#### [WHAT YOU WILL DO]
Return the entire listing, word for word.
# # # # #
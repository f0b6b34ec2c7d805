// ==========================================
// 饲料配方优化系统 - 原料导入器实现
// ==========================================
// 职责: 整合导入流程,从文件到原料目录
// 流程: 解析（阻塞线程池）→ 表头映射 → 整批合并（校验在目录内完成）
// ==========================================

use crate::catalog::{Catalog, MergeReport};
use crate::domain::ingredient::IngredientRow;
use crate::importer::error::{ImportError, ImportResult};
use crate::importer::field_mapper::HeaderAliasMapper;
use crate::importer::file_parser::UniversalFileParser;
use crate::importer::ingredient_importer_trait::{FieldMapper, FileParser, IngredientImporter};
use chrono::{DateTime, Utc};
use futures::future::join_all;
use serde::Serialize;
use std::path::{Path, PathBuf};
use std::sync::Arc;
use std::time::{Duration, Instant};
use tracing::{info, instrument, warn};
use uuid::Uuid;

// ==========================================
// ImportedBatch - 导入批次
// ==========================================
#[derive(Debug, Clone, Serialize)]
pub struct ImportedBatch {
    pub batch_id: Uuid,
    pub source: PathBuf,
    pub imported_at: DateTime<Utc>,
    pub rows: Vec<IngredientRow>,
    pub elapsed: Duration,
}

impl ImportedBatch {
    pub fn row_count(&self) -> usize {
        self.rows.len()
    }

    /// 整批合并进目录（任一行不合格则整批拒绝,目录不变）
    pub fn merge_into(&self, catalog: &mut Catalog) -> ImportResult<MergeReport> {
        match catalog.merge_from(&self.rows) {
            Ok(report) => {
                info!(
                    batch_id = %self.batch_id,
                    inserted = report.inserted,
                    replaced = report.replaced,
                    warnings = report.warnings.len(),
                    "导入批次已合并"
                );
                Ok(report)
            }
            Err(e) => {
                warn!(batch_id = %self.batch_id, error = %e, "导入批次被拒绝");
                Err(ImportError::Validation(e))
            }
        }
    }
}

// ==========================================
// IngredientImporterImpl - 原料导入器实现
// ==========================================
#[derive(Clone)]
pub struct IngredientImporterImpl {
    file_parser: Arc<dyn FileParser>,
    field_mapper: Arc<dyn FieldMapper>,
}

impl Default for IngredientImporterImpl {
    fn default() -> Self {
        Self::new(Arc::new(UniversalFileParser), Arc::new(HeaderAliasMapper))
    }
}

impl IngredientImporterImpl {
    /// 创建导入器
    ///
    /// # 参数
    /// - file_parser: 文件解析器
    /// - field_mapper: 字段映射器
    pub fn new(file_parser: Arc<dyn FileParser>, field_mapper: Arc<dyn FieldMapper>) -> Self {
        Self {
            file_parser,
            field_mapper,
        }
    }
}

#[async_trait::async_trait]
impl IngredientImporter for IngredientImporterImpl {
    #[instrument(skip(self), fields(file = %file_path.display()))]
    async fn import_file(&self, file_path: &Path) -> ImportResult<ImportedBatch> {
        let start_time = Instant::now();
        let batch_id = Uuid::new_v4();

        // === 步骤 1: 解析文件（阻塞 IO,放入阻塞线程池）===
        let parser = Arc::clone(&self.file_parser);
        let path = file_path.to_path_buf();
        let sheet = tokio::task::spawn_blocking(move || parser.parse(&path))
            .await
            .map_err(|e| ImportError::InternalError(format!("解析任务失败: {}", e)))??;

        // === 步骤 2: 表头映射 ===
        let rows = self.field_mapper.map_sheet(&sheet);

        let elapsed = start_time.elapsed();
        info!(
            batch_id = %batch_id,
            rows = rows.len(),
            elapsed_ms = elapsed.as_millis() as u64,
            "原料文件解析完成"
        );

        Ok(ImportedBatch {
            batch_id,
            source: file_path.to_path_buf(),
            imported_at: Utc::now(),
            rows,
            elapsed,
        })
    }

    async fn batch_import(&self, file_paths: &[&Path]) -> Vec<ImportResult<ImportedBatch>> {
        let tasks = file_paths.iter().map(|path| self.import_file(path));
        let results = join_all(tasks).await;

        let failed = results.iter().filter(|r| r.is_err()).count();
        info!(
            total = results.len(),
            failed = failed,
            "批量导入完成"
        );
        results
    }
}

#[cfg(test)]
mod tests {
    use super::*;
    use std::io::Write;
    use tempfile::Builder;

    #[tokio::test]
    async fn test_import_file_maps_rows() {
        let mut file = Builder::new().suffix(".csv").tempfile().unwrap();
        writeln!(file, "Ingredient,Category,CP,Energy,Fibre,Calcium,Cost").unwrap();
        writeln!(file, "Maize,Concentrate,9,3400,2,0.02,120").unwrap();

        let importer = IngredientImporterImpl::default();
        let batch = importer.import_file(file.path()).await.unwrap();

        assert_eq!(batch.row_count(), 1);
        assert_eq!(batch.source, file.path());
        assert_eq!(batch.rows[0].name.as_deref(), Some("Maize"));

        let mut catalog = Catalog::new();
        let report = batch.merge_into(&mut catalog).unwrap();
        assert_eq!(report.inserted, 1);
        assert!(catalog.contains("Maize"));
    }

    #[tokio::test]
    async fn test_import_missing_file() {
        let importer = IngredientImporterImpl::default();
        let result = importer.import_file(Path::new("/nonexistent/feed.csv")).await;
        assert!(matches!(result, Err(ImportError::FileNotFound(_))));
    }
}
# # # # #
#### [RESPONSE AREA]
repository f0b6b34ec2c7d805
// ==========================================
// 饲料配方优化系统 - 原料导入器实现
// ==========================================
// 职责: 整合导入流程,从文件到原料目录
// 流程: 解析（阻塞线程池）→ 表头映射 → 整批合并（校验在目录内完成）
// ==========================================

use crate::catalog::{Catalog, MergeReport};
use crate::domain::ingredient::IngredientRow;
use crate::importer::error::{ImportError, ImportResult};
use crate::importer::field_mapper::HeaderAliasMapper;
use crate::importer::file_parser::UniversalFileParser;
use crate::importer::ingredient_importer_trait::{FieldMapper, FileParser, IngredientImporter};
use chrono::{DateTime, Utc};
use futures::future::join_all;
use serde::Serialize;
use std::path::{Path, PathBuf};
use std::sync::Arc;
use std::time::{Duration, Instant};
use tracing::{info, instrument, warn};
use uuid::Uuid;

// ==========================================
// ImportedBatch - 导入批次
// ==========================================
#[derive(Debug, Clone, Serialize)]
pub struct ImportedBatch {
    pub batch_id: Uuid,
    pub source: PathBuf,
    pub imported_at: DateTime<Utc>,
    pub rows: Vec<IngredientRow>,
    pub elapsed: Duration,
}

impl ImportedBatch {
    pub fn row_count(&self) -> usize {
        self.rows.len()
    }

    /// 整批合并进目录（任一行不合格则整批拒绝,目录不变）
    pub fn merge_into(&self, catalog: &mut Catalog) -> ImportResult<MergeReport> {
        match catalog.merge_from(&self.rows) {
            Ok(report) => {
                info!(
                    batch_id = %self.batch_id,
                    inserted = report.inserted,
                    replaced = report.replaced,
                    warnings = report.warnings.len(),
                    "导入批次已合并"
                );
                Ok(report)
            }
            Err(e) => {
                warn!(batch_id = %self.batch_id, error = %e, "导入批次被拒绝");
                Err(ImportError::Validation(e))
            }
        }
    }
}

// ==========================================
// IngredientImporterImpl - 原料导入器实现
// ==========================================
#[derive(Clone)]
pub struct IngredientImporterImpl {
    file_parser: Arc<dyn FileParser>,
    field_mapper: Arc<dyn FieldMapper>,
}

impl Default for IngredientImporterImpl {
    fn default() -> Self {
        Self::new(Arc::new(UniversalFileParser), Arc::new(HeaderAliasMapper))
    }
}

impl IngredientImporterImpl {
    /// 创建导入器
    ///
    /// # 参数
    /// - file_parser: 文件解析器
    /// - field_mapper: 字段映射器
    pub fn new(file_parser: Arc<dyn FileParser>, field_mapper: Arc<dyn FieldMapper>) -> Self {
        Self {
            file_parser,
            field_mapper,
        }
    }
}

#[async_trait::async_trait]
impl IngredientImporter for IngredientImporterImpl {
    #[instrument(skip(self), fields(file = %file_path.display()))]
    async fn import_file(&self, file_path: &Path) -> ImportResult<ImportedBatch> {
        let start_time = Instant::now();
        let batch_id = Uuid::new_v4();

        // === 步骤 1: 解析文件（阻塞 IO,放入阻塞线程池）===
        let parser = Arc::clone(&self.file_parser);
        let path = file_path.to_path_buf();
        let sheet = tokio::task::spawn_blocking(move || parser.parse(&path))
            .await
            .map_err(|e| ImportError::InternalError(format!("解析任务失败: {}", e)))??;

        // === 步骤 2: 表头映射 ===
        let rows = self.field_mapper.map_sheet(&sheet);

        let elapsed = start_time.elapsed();
        info!(
            batch_id = %batch_id,
            rows = rows.len(),
            elapsed_ms = elapsed.as_millis() as u64,
            "原料文件解析完成"
        );

        Ok(ImportedBatch {
            batch_id,
            source: file_path.to_path_buf(),
            imported_at: Utc::now(),
            rows,
            elapsed,
        })
    }

    async fn batch_import(&self, file_paths: &[&Path]) -> Vec<ImportResult<ImportedBatch>> {
        let tasks = file_paths.iter().map(|path| self.import_file(path));
        let results = join_all(tasks).await;

        let failed = results.iter().filter(|r| r.is_err()).count();
        info!(
            total = results.len(),
            failed = failed,
            "批量导入完成"
        );
        results
    }
}

#[cfg(test)]
mod tests {
    use super::*;
    use std::io::Write;
    use tempfile::Builder;

    #[tokio::test]
    async fn test_import_file_maps_rows() {
        let mut file = Builder::new().suffix(".csv").tempfile().unwrap();
        writeln!(file, "Ingredient,Category,CP,Energy,Fibre,Calcium,Cost").unwrap();
        writeln!(file, "Maize,Concentrate,9,3400,2,0.02,120").unwrap();

        let importer = IngredientImporterImpl::default();
        let batch = importer.import_file(file.path()).await.unwrap();

        assert_eq!(batch.row_count(), 1);
        assert_eq!(batch.source, file.path());
        assert_eq!(batch.rows[0].name.as_deref(), Some("Maize"));

        let mut catalog = Catalog::new();
        let report = batch.merge_into(&mut catalog).unwrap();
        assert_eq!(report.inserted, 1);
        assert!(catalog.contains("Maize"));
    }

    #[tokio::test]
    async fn test_import_missing_file() {
        let importer = IngredientImporterImpl::default();
        let result = importer.import_file(Path::new("/nonexistent/feed.csv")).await;
        assert!(matches!(result, Err(ImportError::FileNotFound(_))));
    }
}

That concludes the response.